Excerpts from a dataset
......
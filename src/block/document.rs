//! The block engine: feeds input line by line through the open-block stack.
use log::{debug, trace};

use crate::ast::{Document, NodeId, NodeValue};
use crate::block::paragraph::ParagraphParser;
use crate::block::{
    BlockContinue, BlockParser, BlockParserFactory, BlockStart, LineCursor, MatchedBlockParser, ParserState,
};
use crate::characters::{CODE_BLOCK_INDENT, columns_to_next_tab_stop};
use crate::inline::{InlineContext, InlineParser};
use crate::parser::SourceSpanMode;
use crate::references::LinkReferenceMap;
use crate::source::{SourceLine, SourceSpan};

/// Root of the open-block stack.
struct DocumentBlockParser;

impl BlockParser for DocumentBlockParser {
    fn node_value(&self) -> NodeValue {
        NodeValue::Document
    }

    fn is_container(&self) -> bool {
        true
    }

    fn can_contain(&mut self, _document: &mut Document, _node: NodeId, _child: &NodeValue) -> bool {
        true
    }

    fn try_continue(&mut self, state: &ParserState<'_>, _node: NodeId) -> Option<BlockContinue> {
        Some(BlockContinue::AtIndex(state.index()))
    }
}

struct OpenBlock {
    parser: Box<dyn BlockParser>,
    node: NodeId,
    /// Byte index in the current line where this block's content starts.
    source_index: usize,
}

pub(crate) struct DocumentParser<'a> {
    factories: &'a [Box<dyn BlockParserFactory>],
    inline_context: &'a InlineContext,
    source_spans: SourceSpanMode,
    cursor: LineCursor,
    line_count: usize,
    document: Document,
    definitions: LinkReferenceMap,
    /// Root first; the last entry is the active block.
    open: Vec<OpenBlock>,
    /// Closed blocks in closing order, kept for inline parsing.
    closed: Vec<OpenBlock>,
}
......
Task objective: Retype, without changes, the lines from the line holding "use crate::block::paragraph::ParagraphParser;" to the end of the data, both ends included.

Answer space:
use crate::block::paragraph::ParagraphParser;
use crate::block::{
    BlockContinue, BlockParser, BlockParserFactory, BlockStart, LineCursor, MatchedBlockParser, ParserState,
};
use crate::characters::{CODE_BLOCK_INDENT, columns_to_next_tab_stop};
use crate::inline::{InlineContext, InlineParser};
use crate::parser::SourceSpanMode;
use crate::references::LinkReferenceMap;
use crate::source::{SourceLine, SourceSpan};

/// Root of the open-block stack.
struct DocumentBlockParser;

impl BlockParser for DocumentBlockParser {
    fn node_value(&self) -> NodeValue {
        NodeValue::Document
    }

    fn is_container(&self) -> bool {
        true
    }

    fn can_contain(&mut self, _document: &mut Document, _node: NodeId, _child: &NodeValue) -> bool {
        true
    }

    fn try_continue(&mut self, state: &ParserState<'_>, _node: NodeId) -> Option<BlockContinue> {
        Some(BlockContinue::AtIndex(state.index()))
    }
}

struct OpenBlock {
    parser: Box<dyn BlockParser>,
    node: NodeId,
    /// Byte index in the current line where this block's content starts.
    source_index: usize,
}

pub(crate) struct DocumentParser<'a> {
    factories: &'a [Box<dyn BlockParserFactory>],
    inline_context: &'a InlineContext,
    source_spans: SourceSpanMode,
    cursor: LineCursor,
    line_count: usize,
    document: Document,
    definitions: LinkReferenceMap,
    /// Root first; the last entry is the active block.
    open: Vec<OpenBlock>,
    /// Closed blocks in closing order, kept for inline parsing.
    closed: Vec<OpenBlock>,
}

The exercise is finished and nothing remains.